▸ **PROMPT**:
Read through the material below and find each line that has the word "KMapContainer"; copy it.

__________________________________________________

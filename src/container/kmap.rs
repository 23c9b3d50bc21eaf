//! # Single-value keyed container
//!
//! The live generation is a `DashMap` behind an `ArcSwap`:
//! - base loads build a private map and publish it with one `store`
//! - incremental loads, `set` and `del` write into the live map directly
//! - readers load the current generation without waiting on any pass
//! - `range` walks a copy, so its callback may mutate the container

use std::collections::HashMap;
use std::fmt;
use std::sync::atomic::{AtomicU64, Ordering};
use std::sync::Arc;

use arc_swap::ArcSwap;
use dashmap::DashMap;

use super::errors::{ContainerError, ContainerResult};
use super::record::RecordIterator;
use super::stats::{LoadStats, PassCounter, Tolerance};
use super::{drain, Container, Key, PassLock, Value};

/// Thread-safe Key → Value container with base and incremental loads.
pub struct KMapContainer<K: Key, V: Value> {
    live: ArcSwap<DashMap<K, V>>,
    tolerance: Tolerance,
    counter: PassCounter,
    generation: AtomicU64,
    pass: PassLock,
}

impl<K: Key, V: Value> KMapContainer<K, V> {
    /// Create an empty container.
    pub fn new(tolerance: Tolerance) -> Self {
        Self {
            live: ArcSwap::from_pointee(DashMap::new()),
            tolerance,
            counter: PassCounter::default(),
            generation: AtomicU64::new(0),
            pass: PassLock::default(),
        }
    }

    /// The configured tolerance
    pub fn tolerance(&self) -> Tolerance {
        self.tolerance
    }

    /// Number of base loads published so far. Zero means never loaded.
    pub fn generation(&self) -> u64 {
        self.generation.load(Ordering::Acquire)
    }

    /// Copy of the live mapping.
    pub fn to_hash_map(&self) -> HashMap<K, V> {
        self.live
            .load()
            .iter()
            .map(|entry| (entry.key().clone(), entry.value().clone()))
            .collect()
    }
}

impl<K: Key, V: Value> fmt::Debug for KMapContainer<K, V> {
    fn fmt(&self, f: &mut fmt::Formatter<'_>) -> fmt::Result {
        f.debug_struct("KMapContainer")
            .field("tolerance", &self.tolerance)
            .field("generation", &self.generation())
            .field("last_stats", &self.counter.snapshot())
            .finish()
    }
}

impl<K: Key, V: Value> Default for KMapContainer<K, V> {
    fn default() -> Self {
        Self::new(Tolerance::default())
    }
}

impl<K: Key, V: Value> Container<K, V> for KMapContainer<K, V> {
    type Output = V;

    fn get(&self, key: &K) -> ContainerResult<V> {
        self.live
            .load()
            .get(key)
            .map(|entry| entry.value().clone())
            .ok_or(ContainerError::NotFound)
    }

    fn load_base(&self, iter: &mut dyn RecordIterator<K, V>) -> ContainerResult<LoadStats> {
        let _pass = self.pass.acquire();
        self.counter.reset();

        let next = DashMap::new();
        drain(iter, &self.counter, |record| {
            if record.mode.is_upsert() {
                next.insert(record.key, record.value);
            } else {
                next.remove(&record.key);
            }
            Ok(())
        })?;

        let stats = self.counter.snapshot();
        self.tolerance.check(stats)?;

        self.live.store(Arc::new(next));
        self.generation.fetch_add(1, Ordering::AcqRel);
        Ok(stats)
    }

    fn load_inc(&self, iter: &mut dyn RecordIterator<K, V>) -> ContainerResult<LoadStats> {
        let _pass = self.pass.acquire();
        self.counter.reset();

        drain(iter, &self.counter, |record| {
            let live = self.live.load();
            if record.mode.is_upsert() {
                live.insert(record.key, record.value);
            } else {
                live.remove(&record.key);
            }
            Ok(())
        })?;

        // Mutations applied before a breach stay live.
        let stats = self.counter.snapshot();
        self.tolerance.check(stats)?;
        Ok(stats)
    }

    fn set(&self, key: K, value: V) -> ContainerResult<()> {
        self.live.load().insert(key, value);
        Ok(())
    }

    fn del(&self, key: &K) -> ContainerResult<()> {
        self.live.load().remove(key);
        Ok(())
    }

    fn range(&self, f: &mut dyn FnMut(&K, &V) -> bool) {
        // Shard locks are released before `f` runs, so it may write back.
        let snapshot: Vec<(K, V)> = self
            .live
            .load()
            .iter()
            .map(|entry| (entry.key().clone(), entry.value().clone()))
            .collect();
        for (key, value) in &snapshot {
            if !f(key, value) {
                break;
            }
        }
    }

    fn last_stats(&self) -> LoadStats {
        self.counter.snapshot()
    }
}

__________________________________________________

▸ **TASK SOLUTION**:
pub struct KMapContainer<K: Key, V: Value> {
impl<K: Key, V: Value> KMapContainer<K, V> {
impl<K: Key, V: Value> fmt::Debug for KMapContainer<K, V> {
        f.debug_struct("KMapContainer")
impl<K: Key, V: Value> Default for KMapContainer<K, V> {
impl<K: Key, V: Value> Container<K, V> for KMapContainer<K, V> {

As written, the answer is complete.